'Muddling through' without gaming ballast water regulations
26th February 2013 18:19 GMT

An old, but still influential article titled “The Science of Muddling Through” advocates making decisions based on “successive limited comparisons” rather than detailed scientific analyses of all available options. In 1978 this idea, that trial and error can be superior to rigorous analysis, was the basis for Nobel Prize winning economic research on what became known as “bounded rationality”. In recent years “muddling through” has been popularly reincarnated in environmental management circles as “adaptive management.”

So, how should “muddling through” influence the way International Maritime Organization (IMO) ballast water (BW) regulations are implemented?  Shipping interests are finally viewing global BW regulations as a near-term reality, and have started raising valid concerns about all the uncertainty associated with the effectiveness of ballast water treatment systems (BWTS), global BWTS supply and installation capacity, standards for Port State Control (PSC) sampling and analysis of BW, and about enforcement protocols and penalty schedules. Shippers are calling for a “trial period” for BW enforcement with “leniency” and “flexibility” and few, if any, penalties imposed on ship operators found not to be in compliance.  They are clearly in favor of “muddling through”.
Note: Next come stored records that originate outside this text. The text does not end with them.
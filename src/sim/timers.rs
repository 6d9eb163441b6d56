//! Cancellable one-shot timers on a virtual millisecond clock
//!
//! Timers fire in deadline order; ties fire in scheduling order. Cancelling a
//! timer that already fired (or was never scheduled) is a no-op.
//!
//! The clock never passes [`CLOCK_CEILING`], so deadlines always stay ahead
//! of it and a periodic timer can't fire forever inside one advance.

use std::collections::{BTreeMap, HashMap};

/// Latest time the virtual clock will reach
pub const CLOCK_CEILING: u64 = u64::MAX / 2;

/// Handle returned by [`TimerQueue::schedule`]
#[derive(Debug, Clone, Copy, PartialEq, Eq, PartialOrd, Ord, Hash)]
pub struct TimerId(u64);

#[derive(Debug, Clone)]
pub struct TimerQueue<E> {
    now_ms: u64,
    next_id: u64,
    /// (deadline, id) -> payload
    pending: BTreeMap<(u64, TimerId), E>,
    deadlines: HashMap<TimerId, u64>,
}

impl<E> Default for TimerQueue<E> {
    fn default() -> Self {
        Self::new()
    }
}

impl<E> TimerQueue<E> {
    pub fn new() -> Self {
        Self {
            now_ms: 0,
            next_id: 1,
            pending: BTreeMap::new(),
            deadlines: HashMap::new(),
        }
    }

    /// Current virtual time
    pub fn now(&self) -> u64 {
        self.now_ms
    }

    /// Schedule `event` to fire `delay_ms` from now (at least 1 ms)
    pub fn schedule(&mut self, delay_ms: u64, event: E) -> TimerId {
        let id = TimerId(self.next_id);
        self.next_id += 1;
        let deadline = self.now_ms.saturating_add(delay_ms.max(1));
        self.pending.insert((deadline, id), event);
        self.deadlines.insert(id, deadline);
        id
    }

    /// Cancel a timer. Returns false if it had already fired or been cancelled.
    pub fn cancel(&mut self, id: TimerId) -> bool {
        match self.deadlines.remove(&id) {
            Some(deadline) => self.pending.remove(&(deadline, id)).is_some(),
            None => false,
        }
    }

    pub fn is_pending(&self, id: TimerId) -> bool {
        self.deadlines.contains_key(&id)
    }

    pub fn len(&self) -> usize {
        self.pending.len()
    }

    pub fn is_empty(&self) -> bool {
        self.pending.is_empty()
    }

    /// Drop every pending timer
    pub fn clear(&mut self) {
        self.pending.clear();
        self.deadlines.clear();
    }

    /// Pop the earliest timer due at or before `until`, moving the clock to
    /// its deadline. Returns `None` (and moves the clock to `until`) when
    /// nothing else is due.
    pub fn pop_due(&mut self, until: u64) -> Option<(u64, TimerId, E)> {
        let until = until.min(CLOCK_CEILING);
        let key = match self.pending.keys().next() {
            Some(&(deadline, id)) if deadline <= until => (deadline, id),
            _ => {
                self.now_ms = self.now_ms.max(until);
                return None;
            }
        };
        let event = self.pending.remove(&key)?;
        self.deadlines.remove(&key.1);
        self.now_ms = self.now_ms.max(key.0);
        Some((key.0, key.1, event))
    }
}

#[cfg(test)]
mod tests {
    use super::*;

    #[test]
    fn test_fires_in_deadline_then_schedule_order() {
        let mut q = TimerQueue::new();
        q.schedule(300, "c");
        q.schedule(100, "a");
        q.schedule(100, "b");

        let fired: Vec<_> = std::iter::from_fn(|| q.pop_due(1000).map(|(_, _, e)| e)).collect();
        assert_eq!(fired, vec!["a", "b", "c"]);
        assert_eq!(q.now(), 1000);
        assert!(q.is_empty());
    }

    #[test]
    fn test_not_due_yet() {
        let mut q = TimerQueue::new();
        q.schedule(500, ());
        assert!(q.pop_due(499).is_none());
        assert_eq!(q.now(), 499);
        let (deadline, _, _) = q.pop_due(500).unwrap();
        assert_eq!(deadline, 500);
    }

    #[test]
    fn test_delay_is_relative_to_clock() {
        let mut q = TimerQueue::new();
        q.schedule(100, 1);
        q.pop_due(100);
        q.schedule(100, 2);
        assert!(q.pop_due(199).is_none());
        assert_eq!(q.pop_due(200).map(|(d, _, e)| (d, e)), Some((200, 2)));
    }

    #[test]
    fn test_cancel_is_idempotent() {
        let mut q = TimerQueue::new();
        let a = q.schedule(10, 'a');
        let b = q.schedule(20, 'b');

        assert!(q.cancel(a));
        assert!(!q.cancel(a));
        assert!(!q.is_pending(a));
        assert!(q.is_pending(b));

        assert_eq!(q.pop_due(100).map(|(_, _, e)| e), Some('b'));
        // already fired
        assert!(!q.cancel(b));
        assert!(q.pop_due(100).is_none());
    }

    #[test]
    fn test_zero_delay_clamped() {
        let mut q = TimerQueue::new();
        q.schedule(0, ());
        assert!(q.pop_due(0).is_none());
        assert!(q.pop_due(1).is_some());
    }

    #[test]
    fn test_clock_stops_at_ceiling() {
        let mut q = TimerQueue::new();
        assert!(q.pop_due(u64::MAX).is_none());
        assert_eq!(q.now(), CLOCK_CEILING);

        let t = q.schedule(u64::MAX, ());
        assert!(q.is_pending(t));
        assert!(q.pop_due(u64::MAX).is_none());
        q.schedule(5, ());
        assert!(q.pop_due(u64::MAX).is_none());
        assert_eq!(q.now(), CLOCK_CEILING);
        assert_eq!(q.len(), 2);
    }

    #[test]
    fn test_clear() {
        let mut q = TimerQueue::new();
        let a = q.schedule(10, ());
        q.schedule(20, ());
        q.clear();
        assert_eq!(q.len(), 0);
        assert!(!q.cancel(a));
    }
}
However, there is another side to the story.  Economic research that earned Nobel awards in several recent years suggests that when opportunities exist for regulatory muddling, industries routinely “game” the system by overplaying scientific or technical uncertainty, and using legal and political influences to clog the works in order to avoid, delay, or reduce compliance costs.  What does this research suggest about implementing BW regulations?  For one thing, it suggests that BW regulators and political leaders who are concerned about both shipping and the harm to coastal and ocean ecosystems caused by BW need to be vigilant in distinguishing between valid industry concerns and industry gaming behavior.

This vigilance will be enormously important over the next few years for three reasons.  First, the success of ballast water (BW) regulations depends on the success of BWTS markets and on investments made over the next few years in BWTS supply and installation capacity to allow widespread compliance.  Second, these investments will not be made if the cost of complying with BW regulations, which includes the cost of purchasing, installing, maintaining, and using a certified BWTS, cannot compete with the cost of not complying.  Third, if there is prolonged “trial period” of permissive regulatory muddling where the cost of noncompliance is very low, and is expected to remain low as a result of ”gaming” behavior, these investments will not be made.  In fact, “gaming” BW regulations may be most successful if it inhibits BWTS markets from developing enough to allow widespread compliance, and creates a situation where it seems unfair to criminalize and penalize noncompliant ship operators.

So, “muddling through” with an initial “trial period” of BW regulations makes sense, but needs to be carefully managed.  I suggest, a three-step procedure for protecting ship operators, minimizing opportunities for “gaming”, and providing enough regulatory certainty to kick start BWTS markets and give BW regulations a chance to work.

Step 1: To promote improvements in BWTS technologies and markets, prevent locking in old BWTS technologies, and provide some certainty to ship owners, establish a guaranteed multiyear (but not forever) “no muddling” period during which a ship that installs a certified and properly scaled BWTS is exempt from being required to install new “limit of technology” BWTS when they become available.  All new ships and all ships with BWTS older than the “no muddling” period, with some special hardship exceptions, should be required to install “limit of technology” BWTS.

Step 2: To provide ship owners with more certainty, clearly define “gross negligence” in terms of what they are expected to know and do with regard to installing and operating a BWTS; and similarly define what should be included in the “implied warranty” that BWTS vendors and installers provide ship owners with respect to shared liabilities for penalties, sanctions and other ship costs associated with violations that result because of BWTS failures.  Marine insurers should be engaged to determine what roles third parties can play in helping ship owners reduce and manage BW-related risks and costs; conventional insurers should be engaged to determine what product liability coverage might do the same for BWTS vendors.

Step 3:
Even during the “trial period” of BW regulations, there should be strong, not “gentle” enforcement, and clear and meaningful penalties for violations that are a result of gross negligence or willful misconduct, with escalating financial penalties and other sanctions for repeat offenders.

Taking these three steps, or something similar, would make it possible to protect law-abiding ship owners, deter avoidable violations, minimise the potential for the “gaming” of BW regulations, and bolster the development of BWTS technologies and markets on which the success of BW regulations depend.